Я завершил все приготовления, уложил заплечный мешок, передал Переплетчикову излишний багаж, чтобы он отвез его для меня в Москву, забрал накомарник, зарядил фотоаппарат пленкой, всунул книжонку, чтобы в дороге было что читать. Все дела были сделаны.

"Пойдешь до Пинеги пешком?" – медленно вопросила бабушка, вглядываясь в меня, как бы силясь понять, что я за человек такой. "Пешком? А почему не на почтовых? Дорого тебе?"

"Дорого, – согласился я. – И людей мне хочется посмотреть, а кого я увижу, проскакав на тройке?"

"Пешком до Пинеги, – снова повторила старуха. – Это тебе неделя выйдет. Подумать только, неделю идти до Пинеги. И городишко-то худой, дня на него жалко".

"После я пойду до Котласа и Устюга", – добавил я.

Те места ей были неведомы. Пинегу она знала хорошо, то был "hoodaya gorodishka", не стоящий, чтобы в него ходить. Ни постоялых дворов, ни лавок, одни пьяные самоеды да зыряне. Там еще холоднее, чем в Архангельске, но, разумеется, не так холодно, как в старину.

"Что хорошего туда ходить. Худые людишки, грязные и воруют. Коров держат на кухнях, и нет, чтобы по субботам мыть полы с мылом, а соскребут грязь голиком, и ладно".

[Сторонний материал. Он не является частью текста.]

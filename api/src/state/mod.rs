mod connection;
mod referral;
mod stats;

pub use connection::*;
pub use referral::*;
pub use stats::*;
use dioxus::prelude::*;
use gm_api::prelude::*;

use crate::hooks::{use_ranking, use_user_stats};

#[component]
pub fn UserStats() -> Element {
    let stats = use_user_stats();
    let ranking = use_ranking();

    let stats = stats.read().clone();
    let rank_label = match *ranking.read() {
        Some(Some(r)) if r.is_ranked() => format!("#{} of {}", r.rank, r.total_users),
        Some(Some(r)) => format!("Unranked ({} navigators)", r.total_users),
        _ => "...".to_string(),
    };

    rsx! {
        div { class: "card",
            h3 { class: "text-lg font-semibold text-gold mb-4", "Your Journey" }

            match stats {
                None | Some(None) => rsx! {
                    div { class: "animate-pulse space-y-3",
                        div { class: "h-4 bg-gray-700 rounded w-3/4" }
                        div { class: "h-4 bg-gray-700 rounded w-1/2" }
                        div { class: "h-4 bg-gray-700 rounded w-2/3" }
                    }
                },
                Some(Some(stats)) => rsx! {
                    div { class: "space-y-3",
                        StatRow { label: "Total check-ins", value: stats.total_checkins.to_string() }
                        StatRow {
                            label: "Current streak",
                            value: format!("{} days", stats.current_streak),
                            highlight: stats.current_streak > 0,
                        }
                        StatRow { label: "Best streak", value: format!("{} days", stats.max_streak) }
                        StatRow { label: "Global rank", value: rank_label }
                        StatRow { label: "Active on", value: chain_list(&stats.chains) }
                    }
                },
            }
        }
    }
}

fn chain_list(ids: &[u64]) -> String {
    if ids.is_empty() {
        return "-".to_string();
    }
    ids.iter()
        .filter_map(|id| chains::find(*id))
        .map(|c| c.name)
        .collect::<Vec<_>>()
        .join(", ")
}

#[derive(Props, Clone, PartialEq)]
pub struct StatRowProps {
    label: &'static str,
    value: String,
    #[props(default = false)]
    highlight: bool,
}

#[component]
pub fn StatRow(props: StatRowProps) -> Element {
    let value_class = if props.highlight {
        "text-gold font-semibold"
    } else {
        "text-gray-300"
    };

    rsx! {
        div { class: "flex justify-between items-center",
            span { class: "text-gray-500", "{props.label}" }
            span { class: "{value_class} font-mono", "{props.value}" }
        }
    }
}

Она подняла руку в драматическом жесте, как бы показывая, что нечего о пинежанах и говорить. Неисправимые.

Наутро я двинулся в путь.

The Northern Dwina. My Journey show in Red

~

Глава 18

РАССУЖДЕНИЕ О ПЬЯНСТВЕ

Утром перед отправкой в путь я получил письмо, в котором мне признавались в любви и заклинали остаться. Я решил, что это сочинение Николая Георгиевича и Горбуна, но потом выяснилось – его написала девушка, певшая на скалах. Остаться я не мог, ибо впереди меня ждал путь в тысячу верст, и если осенние дожди захватят меня в двухстах-трехстах милях от железной дороги, в хорошеньком положении я окажусь. Дороги становятся так плохи, что путник увязает по колено в грязи, пробираясь по залитым водой тинистым пастбищам. Больше, чем человека или зверя, я боялся непогоды.

Правда, в тот день небеса отнеслись ко мне весьма благосклонно. То было, наверно, самое жаркое утро за все лето, а знойный безветренный день напоминал июльские дни на Кавказе.

Вся деревня вышла проводить меня, даже прекрасная незнакомка, с которой я столь нелюбезно обошелся. Переплетчиков захватил мою руку в обе свои и по-матерински тряс ее, а остальные сгрудились вокруг, веля писать, не забывать и обязательно разыскать их в Москве. Крестьяне говорили: "Приезжай снова, milosti prosim!" Я со всеми распростился, услышал в ответ благословения, замахали платки. И вот я уже за околицей. Легче пройти тысячи миль, чем пережить волнующий миг расставания.

По пути я опять зашел в Боброво, навестил своего хозяина, выпил с ним домашнего пива. Я попал на его "день ангела", именины, и, несмотря на его прежние уверения в воздержании, он изрядно напился. У него сидел приятель, только что вернувшийся из паломничества на Соловки.

"А вы туда попали?" – спросил я. Нередко по причине пьянства матросов-монахов богомольческое судно не достигало цели.

"Не попали. Господь не допустил в наказание за грехи, послал нам шторм".

"С чего бы это? Неужто богомольцы такие грешники?"

Он глянул исподлобья и проворчал: "Студент один был на судне, играл на балалайке".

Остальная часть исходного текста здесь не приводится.